A new mechanism (the C–(C)–CE mechanism) is proposed for Tl+ reduction and Tl–amalgam oxidation on gramicidin-modified dioleoylphosphatidylcholine (DOPC) mercury and Tl–amalgam electrodes. The faradaic impedance equations are derived, and applied to the experimental results obtained in 0.1 M KCl solutions at a high gramicidin concentration. The mechanism includes two consecutive heterogeneous chemical steps with an intermediate, which decomposes in a parallel homogeneous chemical step. The two heterogeneous chemical steps are assumed to mimic the interaction of the ion with the channel mouth and the further translocation across the channel, respectively.
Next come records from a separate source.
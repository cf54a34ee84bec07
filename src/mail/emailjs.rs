//! src/mail/emailjs.rs

use reqwest::Client;
use secrecy::ExposeSecret;

use crate::config::EmailRelaySettings;
use crate::mail::{EmailRelay, RelayReceipt, SendError, TemplateParams};

#[derive(serde::Serialize)]
struct SendEmailRequest<'a> {
    service_id: &'a str,
    template_id: &'a str,
    user_id: &'a str,
    template_params: &'a TemplateParams,
}

/// Client for the EmailJS REST API.
pub struct EmailJsClient {
    http_client: Client,
    settings: EmailRelaySettings,
}

impl EmailJsClient {
    pub fn new(settings: EmailRelaySettings) -> Result<Self, reqwest::Error> {
        let http_client = Client::builder().timeout(settings.timeout()).build()?;
        Ok(Self {
            http_client,
            settings,
        })
    }

    pub fn settings(&self) -> &EmailRelaySettings {
        &self.settings
    }
}

#[async_trait::async_trait]
impl EmailRelay for EmailJsClient {
    #[tracing::instrument(name = "Sending email through the relay", skip(self, params))]
    async fn send(&self, params: &TemplateParams) -> Result<RelayReceipt, SendError> {
        let url = format!("{}/api/v1.0/email/send", self.settings.base_url);
        let request_body = SendEmailRequest {
            service_id: &self.settings.service_id,
            template_id: &self.settings.template_id,
            user_id: self.settings.public_key.expose_secret(),
            template_params: params,
        };

        tracing::debug!(
            service_id = %self.settings.service_id,
            template_id = %self.settings.template_id,
            "Dispatching template"
        );
        let response = self
            .http_client
            .post(&url)
            .json(&request_body)
            .send()
            .await
            .map_err(|e| {
                tracing::error!("Email relay could not be reached: {:?}", e);
                SendError::Transport(Box::new(e))
            })?;

        let status = response.status();
        if status.is_success() {
            tracing::info!(status = status.as_u16(), "Email relay accepted the message");
            return Ok(RelayReceipt {
                status: status.as_u16(),
            });
        }

        // The relay explains rejections in a plain-text body.
        let detail = response.text().await.unwrap_or_default();
        let error = SendError::from_status(status.as_u16(), detail);
        tracing::error!("Email relay rejected the message: {:?}", error);
        Err(error)
    }
}
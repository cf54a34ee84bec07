//! src/store/message_store.rs

use chrono::{DateTime, SecondsFormat, Utc};

use crate::domain::ContactSubmission;
use crate::utils::error_chain_fmt;

#[derive(Debug, Clone, Copy, PartialEq, Eq, serde::Serialize)]
#[serde(rename_all = "lowercase")]
pub enum MessageStatus {
    Unread,
}

impl MessageStatus {
    pub fn as_str(&self) -> &'static str {
        match self {
            MessageStatus::Unread => "unread",
        }
    }
}

/// A contact message as persisted after its email went out. The store adds
/// its own `timestamp` on write.
#[derive(Debug, Clone, PartialEq, Eq, serde::Serialize)]
#[serde(rename_all = "camelCase")]
pub struct MessageRecord {
    pub name: String,
    pub email: String,
    pub subject: String,
    pub message: String,
    pub status: MessageStatus,
    pub date_created: String,
    pub email_sent: bool,
}

impl MessageRecord {
    pub fn delivered(submission: &ContactSubmission, created_at: DateTime<Utc>) -> Self {
        Self {
            name: submission.name.clone(),
            email: submission.email.as_ref().to_owned(),
            subject: submission.subject.clone(),
            message: submission.message.clone(),
            status: MessageStatus::Unread,
            date_created: created_at.to_rfc3339_opts(SecondsFormat::Millis, true),
            email_sent: true,
        }
    }
}

#[derive(thiserror::Error)]
pub enum StoreError {
    #[error("Failed to reach the document store.")]
    Transport(#[source] Box<dyn std::error::Error + Send + Sync>),
    #[error("The document store rejected the write with status {status}: {detail}")]
    Rejected { status: u16, detail: String },
}

impl std::fmt::Debug for StoreError {
    fn fmt(&self, f: &mut std::fmt::Formatter<'_>) -> std::fmt::Result {
        error_chain_fmt(self, f)
    }
}

#[async_trait::async_trait]
pub trait MessageStore: Send + Sync {
    /// Inserts `record` as a new document and returns the identifier the
    /// store gave it.
    async fn insert(&self, record: &MessageRecord) -> Result<String, StoreError>;
}
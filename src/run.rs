use std::net::TcpListener;

use actix_web::dev::Server;
use actix_web::{web, App, HttpServer};
use tracing_actix_web::TracingLogger;

use crate::page::NotificationTiming;
use crate::routes::contact::{contact, ContactCoordinator};
use crate::routes::health::health_check;

pub fn run(
    listener: TcpListener,
    coordinator: ContactCoordinator,
    timing: NotificationTiming,
) -> Result<Server, std::io::Error> {
    let coordinator = web::Data::new(coordinator);
    let timing = web::Data::new(timing);
    Ok(HttpServer::new(move || {
        App::new()
            .wrap(TracingLogger::default())
            .route("/health", web::get().to(health_check))
            .route("/contact", web::post().to(contact))
            .app_data(coordinator.clone())
            .app_data(timing.clone())
    })
    .listen(listener)?
    .run())
}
The results fit the mechanism well, and the analysis provides the equilibrium constant for the first chemical step and the forward rate constant for the translocation step. The latter was found to depend on the drop in potential across the interface, with a transfer coefficient α=0.2, in both the reduction and the oxidation experiments. However, the translocation step standard rate constant provided by the oxidation experiment is lower than that by the reduction experiment, indicating some asymmetry in the half-channel behaviour.